Set up by local NGO Fiantso in 2007 with funding from the UN Development Programme, the Netherlands-based Inter-church Organization for Development (ICCO), and the Ministry of Justice, Trano Arozo was southeastern Madagascar’s first legal aid clinic.

In 2008, Fiantso set up two more such clinics in Manakara and Farafangana and in 2010, three more were opened in the south of the country with funding from the European Union. The clinics are under the supervision of the Ministry of Justice, but managed by Fiantso.

Justice within reach

According to Amélie Razafindrahasy of Fiantso, the purpose of the clinics is to ensure that justice is within reach, especially for women. “Victims are often poor, and don’t have the means to travel far to reach authorities. As they are scared, they often prefer to stay silent. The clinics help them on their way,” she said.

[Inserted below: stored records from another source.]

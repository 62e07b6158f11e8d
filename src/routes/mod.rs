use crate::state::AppState;
use axum::Router;

pub mod auth;
pub mod crop;
pub mod customer;
pub mod dashboard;
pub mod field;
pub mod harvest;
pub mod input;
pub mod livestock;
pub mod product;
pub mod sale;
pub mod task;
pub mod utility;
pub mod view;

pub fn create_router() -> Router<AppState> {
    Router::new()
        .merge(utility::router())
        .merge(auth::router())
        .merge(dashboard::router())
        .merge(view::router())
        .merge(field::router())
        .merge(crop::router())
        .merge(livestock::router())
        .merge(input::router())
        .merge(product::router())
        .merge(harvest::router())
        .merge(customer::router())
        .merge(task::router())
        .merge(sale::router())
}
#![allow(dead_code)]
use axum::{
    http::StatusCode,
    response::{IntoResponse, Response},
    Json,
};
use serde_json::json;
use thiserror::Error;

use crate::validation::ValidationErrors;

#[derive(Error, Debug)]
pub enum AgriError {
    #[error("Database error: {0}")]
    Database(#[from] sqlx::Error),

    #[error("Authentication failed: {0}")]
    Auth(String),

    #[error("Access restricted: {0}")]
    Forbidden(String),

    #[error("Not found: {0}")]
    NotFound(String),

    #[error("Validation failed")]
    Validation(ValidationErrors),

    #[error("Internal error: {0}")]
    Internal(String),

    #[error("IO error: {0}")]
    Io(#[from] std::io::Error),

    #[error("Migration error: {0}")]
    Migration(#[from] sqlx::migrate::MigrateError),

    #[error("Bcrypt error: {0}")]
    Bcrypt(#[from] bcrypt::BcryptError),

    #[error("Token error: {0}")]
    Token(#[from] jsonwebtoken::errors::Error),

    #[error("JSON error: {0}")]
    Json(#[from] serde_json::Error),
}

pub type AgriResult<T> = Result<T, AgriError>;

impl IntoResponse for AgriError {
    fn into_response(self) -> Response {
        let (status, body) = match self {
            AgriError::Validation(errors) => (
                StatusCode::BAD_REQUEST,
                json!({
                    "success": false,
                    "error": "Validation failed",
                    "fields": errors,
                }),
            ),
            AgriError::Auth(msg) => (
                StatusCode::UNAUTHORIZED,
                json!({ "success": false, "error": msg }),
            ),
            AgriError::Forbidden(msg) => (
                StatusCode::FORBIDDEN,
                json!({ "success": false, "error": msg }),
            ),
            AgriError::NotFound(msg) => (
                StatusCode::NOT_FOUND,
                json!({ "success": false, "error": msg }),
            ),
            AgriError::Database(ref e) => {
                tracing::error!("Database Error: {:?}", e);
                (
                    StatusCode::INTERNAL_SERVER_ERROR,
                    json!({ "success": false, "error": "Failed to save. Please try again." }),
                )
            }
            ref other => {
                tracing::error!("Unhandled Error: {:?}", other);
                (
                    StatusCode::INTERNAL_SERVER_ERROR,
                    json!({ "success": false, "error": "An unexpected error occurred." }),
                )
            }
        };

        (status, Json(body)).into_response()
    }
}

Getting fathers to pay child support is one of the main tasks of the Legal Aid Clinic in Mananjary where about 75 percent of clients are women. “The problem is that the men don’t have a lot of money either. We negotiate with them about how much they can pay; once they agree, they both sign,” Ratsimbaharisoa explained. “If he signs, and doesn’t pay up, we’ll send them on to the real court, but this rarely happens.”

The clinic’s legal advisers serve about 50 clients a month and deal with marital problems as well as disputes over land rights and unpaid loans. Staff also do outreach programmes in the local community, organizing meetings at schools and villages and informing people about their legal rights.

“People don’t know their rights, but they change when they get the right information, ” Ratsimbaharisoa said.

“These institutions have become the road to take for the poor…They contribute to peace in the rural communities and help people to overcome their fear of stepping into an office.”